I haven't jacked since early yesterday morning, and even though i feel the urge i'm going to hold off. I'm thinking until at least tomorrow. Perhaps even tuesday before i do. It's been while since i've deprived myself. I need to do so more often. That first one back from hiatus is always so wonderful. I figure if i resisted this morning when junior was awake 10 minutes before I , and as ready as i've seen him in weeks, I can hold out another day or two.
 
Olivia_Yearns said:
Rinsing some shaving gel in the shower just now, and suddenly I remember the "pulse" setting on the hand-held shower head. Shower head! It is unusual for me to O standing up, and slightly tricky, 'cause I get weak in the knees. I put my forehead and one arm against the tiles, one foot up on the side of the tub. Any other women do it this way?
i used to use the showerhead. now it makes me numb.

get on your knees to begin with so you don't fall down :)
 
Hester said:
i used to use the showerhead. now it makes me numb.

get on your knees to begin with so you don't fall down :)

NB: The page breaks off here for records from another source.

use crate::entities::{SubscriptionTier, UserRole, user_entity as users};
use chrono::{DateTime, Utc};
use serde::{Deserialize, Serialize};
use utoipa::ToSchema;

#[derive(Debug, Serialize, Deserialize, ToSchema)]
pub struct RegisterRequest {
    #[schema(example = "maria@example.com")]
    pub email: String,
    #[schema(example = "maria")]
    pub username: String,
    #[schema(example = "Password123")]
    pub password: String,
    /// 可选的推荐码，注册时绑定推荐关系
    #[schema(example = "SF7K2QWP")]
    pub referral_code: Option<String>,
}

#[derive(Debug, Serialize, Deserialize, ToSchema)]
pub struct LoginRequest {
    #[schema(example = "maria@example.com")]
    pub email: String,
    #[schema(example = "Password123")]
    pub password: String,
}

#[derive(Debug, Serialize, Deserialize, ToSchema)]
pub struct RefreshTokenRequest {
    pub refresh_token: String,
}

#[derive(Debug, Serialize, Deserialize, ToSchema)]
pub struct UserResponse {
    pub id: i64,
    pub email: String,
    pub username: String,
    pub role: UserRole,
    pub tier: SubscriptionTier,
    /// 可提现余额（centavos）
    pub real_money_balance: i64,
    /// 提现保留中金额（centavos）
    pub pending_withdrawal: i64,
    /// real_money_balance - pending_withdrawal
    pub available_balance: i64,
    pub total_earned: i64,
    pub total_withdrawn: i64,
    pub referral_code: Option<String>,
    pub created_at: DateTime<Utc>,
}

#[derive(Debug, Serialize, Deserialize, ToSchema)]
pub struct AuthResponse {
    pub user: UserResponse,
    pub access_token: String,
    pub refresh_token: String,
    pub expires_in: i64,
}

impl From<users::Model> for UserResponse {
    fn from(user: users::Model) -> Self {
        Self {
            id: user.id,
            email: user.email,
            username: user.username,
            role: user.role,
            tier: user.tier,
            real_money_balance: user.real_money_balance,
            pending_withdrawal: user.pending_withdrawal,
            available_balance: user.real_money_balance - user.pending_withdrawal,
            total_earned: user.total_earned,
            total_withdrawn: user.total_withdrawn,
            referral_code: user.referral_code,
            created_at: user.created_at.unwrap_or_else(Utc::now),
        }
    }
}

#[cfg(test)]
mod tests {
    use super::*;

    #[test]
    fn test_available_balance_subtracts_hold() {
        let user = users::Model {
            id: 1,
            email: "maria@example.com".to_string(),
            username: "maria".to_string(),
            password_hash: "hash".to_string(),
            role: UserRole::Student,
            tier: SubscriptionTier::Free,
            real_money_balance: 3_000,
            pending_withdrawal: 2_000,
            total_earned: 5_000,
            total_withdrawn: 0,
            referrer_id: None,
            referral_code: Some("SF7K2QWP".to_string()),
            created_at: None,
            updated_at: None,
        };

        let response = UserResponse::from(user);
        assert_eq!(response.available_balance, 1_000);
        assert_eq!(response.real_money_balance, 3_000);
        assert_eq!(response.pending_withdrawal, 2_000);
    }
}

That was wicked imagery for a man trying to hold out.
 
Olivia_Yearns said:
Rinsing some shaving gel in the shower just now, and suddenly I remember the "pulse" setting on the hand-held shower head. Shower head! It is unusual for me to O standing up, and slightly tricky, 'cause I get weak in the knees. I put my forehead and one arm against the tiles, one foot up on the side of the tub. Any other women do it this way?

Used to, unfortunately, my current shower doesn't have hot water long enough for me to do this, but i did it frequently this way when i was younger, also sometimes I would lay down in the tub and hold the hand-held shower spray on my clit.

I had a most powerful O, a few days ago, using the jet in a jacuzzi tub. I was staying in a hotel and I fell in love with the HUGE bathtub with jets, the second i saw it. The first time I bathed WITH my boyfriend and enjoyed some playtime with him. The second time I bathed alone and about 10 minutes into it, I started looking longingly at the jets. I scooted myself over one of them, basically on my back with my legs over the side of the tub and my clit up against the jet. It was starting to feel REALLLLLy nice and my BF came in and knelt down in front of me and started talking to me, telling me a dirty story which sent me into a very intense, knee weakening, O. I had to immediately move as the pressure was too much on my clit after an O like that.
 
naughtygirl69s said:
I had a most powerful O, a few days ago, using the jet in a jacuzzi tub.
i did that all the time in the swimming pool when i was a kid. i'd wait for everyone to leave then as nonchalantly as possible go give the side of the pool a big hug and an underwater hump. ha!
 
Jacuzzi - yes! I wish I had access to one of those from time to time. I used to have a claw foot tub, and I'd lay on my back with my legs up and open under the faucet, and the water pounding down. That was really good. Girls can be so resourceful. Some of the very first orgasms I ever had were on the handle of my electric toothbrush when I was very young.
 
Olivia_Yearns said:
... Some of the very first orgasms I ever had were on the handle of my electric toothbrush when I was very young.

Might be interesting to try the brush end some time.